The semi-vegetarian diet (SVD) was developed a few years ago in Japan in order to maintain remission by diet. Specifically, it was designed to increase the number of beneficial bacteria. Based on epidemiological studies and recent studies of diet and IBD, avoidance of a Western-style diet and consumption of an SVD based on traditional Japanese food has been recommended. In a small non-randomised study, patients were followed up for a period of 2 years. Patients on the SVD showed a significant delay in time to relapse compared with those in the omnivorous group. However, it is difficult to reproduce the diet outside of Japan.

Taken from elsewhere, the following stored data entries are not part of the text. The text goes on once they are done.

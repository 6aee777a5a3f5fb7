//! Common utilities and types shared across sentinel-sync

pub mod config;
pub mod error;
pub mod snapshot;
pub mod utils;

pub use config::SyncConfig;
pub use error::{Error, Result};
pub use snapshot::{parse_monitor_line, ConfigSnapshot, MonitoredGroup};
pub use utils::{parse_duration, tokenize};
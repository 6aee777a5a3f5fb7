//! Utility functions for sentinel-sync

/// Parse duration string (e.g., "500ms", "10s", "5m", "1h")
pub fn parse_duration(s: &str) -> crate::Result<std::time::Duration> {
    let s = s.trim();
    if s.is_empty() {
        return Err(crate::Error::Config("empty duration".into()));
    }

    let (num_str, unit) = if let Some(num) = s.strip_suffix("ms") {
        (num, "ms")
    } else {
        let split = s.len() - s.chars().last().map_or(0, char::len_utf8);
        (&s[..split], &s[split..])
    };

    let num: u64 = num_str
        .parse()
        .map_err(|_| crate::Error::Config(format!("invalid duration: {}", s)))?;

    let scaled = |factor: u64| {
        num.checked_mul(factor)
            .map(std::time::Duration::from_secs)
            .ok_or_else(|| crate::Error::Config(format!("duration out of range: {}", s)))
    };

    match unit {
        "ms" => Ok(std::time::Duration::from_millis(num)),
        "s" => Ok(std::time::Duration::from_secs(num)),
        "m" => scaled(60),
        "h" => scaled(3600),
        _ => Err(crate::Error::Config(format!(
            "unknown duration unit: {}",
            unit
        ))),
    }
}

/// Split a payload on runs of whitespace.
pub fn tokenize(line: &str) -> Vec<&str> {
    line.split_whitespace().collect()
}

The Crohn’s Disease Exclusion Diet (CDED) was developed by a group from Israel. The theory behind this diet is that it would be beneficial to exclude components of the Western diet that are associated with alteration of the microbiome, increased intestinal permeability or impairment of innate immunity or that may be detrimental to the mucous layer and epithelial barrier by allowing bacteria to adhere and translocate through the intestinal epithelium. This diet excludes such components and on the other hand adds mandatory daily fibre-containing foods. Two retrospective case series have been published in which the CDED diet was used. The first investigated the diet for induction of remission in patients with CD, including both children and adults. The authors demonstrated remission in 70% of patients using the diet after 6 weeks. There was no difference between children and adults. Inflammatory markers improved significantly after 6 and 12 weeks and mucosal healing was reported in several patients. The second study showed a 62% remission rate in patients (again, children and adults) who were treated with the CDED due to loss of response to biologic therapy. The authors reported a significant improvement in clinical remission and inflammatory markers. This diet is currently being investigated in several randomised control trials.

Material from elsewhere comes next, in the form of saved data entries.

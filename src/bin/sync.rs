//! sentinel-sync binary

use clap::{ArgGroup, Parser};
use sentinel_sync::common::{parse_duration, ConfigSnapshot, SyncConfig};
use sentinel_sync::coordination::{CoordinationClient, ZkBackend};
use sentinel_sync::ops::{self, EXIT_FAILURE};
use std::path::PathBuf;
use std::process::ExitCode;
use std::sync::Arc;
use tracing_subscriber::{layer::SubscriberExt, util::SubscriberInitExt};

#[derive(Parser)]
#[command(name = "sentinel-sync")]
#[command(about = "Sync Redis Sentinel masters into ZooKeeper")]
#[command(version)]
#[command(group(ArgGroup::new("mode").required(true).args(["check", "monitor"])))]
struct Cli {
    /// Directory of Sentinel config files
    #[arg(short = 'i', long = "include")]
    include: PathBuf,

    /// ZooKeeper hosts (comma-separated host:port)
    #[arg(short = 'z', long = "zk")]
    zk: String,

    /// Sentinel port
    #[arg(short = 'p', long = "port")]
    port: u16,

    /// Audit config against ZooKeeper and exit
    #[arg(short = 'c')]
    check: bool,

    /// Propagate failovers and refresh masters until stopped
    #[arg(short = 'm')]
    monitor: bool,

    /// ZooKeeper root path
    #[arg(long)]
    zk_root: Option<String>,

    /// Sentinel host
    #[arg(long)]
    sentinel_host: Option<String>,

    /// Refresh interval (e.g. 10s)
    #[arg(long)]
    refresh_interval: Option<String>,
}

impl Cli {
    /// File and environment settings, overridden by flags.
    fn into_config(self, mut config: SyncConfig) -> anyhow::Result<SyncConfig> {
        config.include_dir = self.include;
        config.zk_hosts = self.zk;
        config.sentinel_port = self.port;
        if let Some(root) = self.zk_root {
            config.zk_root = root;
        }
        if let Some(host) = self.sentinel_host {
            config.sentinel_host = host;
        }
        if let Some(interval) = self.refresh_interval {
            config.set_refresh_interval(parse_duration(&interval)?)?;
        }
        config.validate()?;
        Ok(config)
    }
}

async fn check(config: &SyncConfig) -> anyhow::Result<i32> {
    let snapshot = ConfigSnapshot::load_dir(&config.include_dir)?;
    let backend = Arc::new(ZkBackend::new(config.zk_hosts.clone(), config.session_timeout()));
    let client = CoordinationClient::connect(backend, true).await?;
    let report = ops::audit(&snapshot, &client, config.root()).await;
    if let Some(mismatch) = report.mismatch() {
        tracing::error!("{}", mismatch);
    }
    Ok(report.exit_code())
}

async fn run(cli: Cli) -> anyhow::Result<i32> {
    let check_mode = cli.check;
    let config = cli.into_config(SyncConfig::load()?)?;

    if check_mode {
        check(&config).await
    } else {
        // An unreadable include dir is fatal in every mode.
        ConfigSnapshot::load_dir(&config.include_dir)?;
        ops::run_monitor(&config).await?;
        Ok(0)
    }
}

#[tokio::main]
async fn main() -> ExitCode {
    let cli = Cli::parse();

    let default_level = SyncConfig::load()
        .map(|c| c.log_level)
        .unwrap_or_else(|_| "info".to_string());
    tracing_subscriber::registry()
        .with(
            tracing_subscriber::EnvFilter::try_from_default_env()
                .unwrap_or_else(|_| default_level.into()),
        )
        .with(tracing_subscriber::fmt::layer())
        .init();

    let code = match run(cli).await {
        Ok(code) => code,
        Err(e) => {
            tracing::error!("{:#}", e);
            EXIT_FAILURE
        }
    };
    ExitCode::from(code as u8)
}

The Mediterranean diet is known for its anti-inflammatory effect. Apart from a small study that investigated the effect of this diet on the microbiome, no studies have tested the diet in patients with IBD. The Paleo diet is a recent trendy diet that tried to mimic the diet during the Paleolithic period; this diet has not been tested yet in patients with IBD. Several additional diets have been tested in patients with IBD, including the anti-inflammatory diet and the allergen elimination diet (IgG guided).
To summarise, currently no single IBD diet is recommended for all patients with IBD. Diet can treat patients with IBD but should be used with caution. As summarised here, many diets have been tested for IBD. Each has been based on a specific theory, but one can see that the common motif among them is a reduction in processed and industrialised food. At present, while we cannot provide firm recommendations regarding any particular food, perhaps it would be wise to advise patients to reduce exposure to processed and industrialised foods and to include fruits and vegetables in the absence of stricturing disease. One should be aware of potential nutritional deficiencies in patients who are following elimination diets and should have dietitians on hand to ensure that their diet is balanced.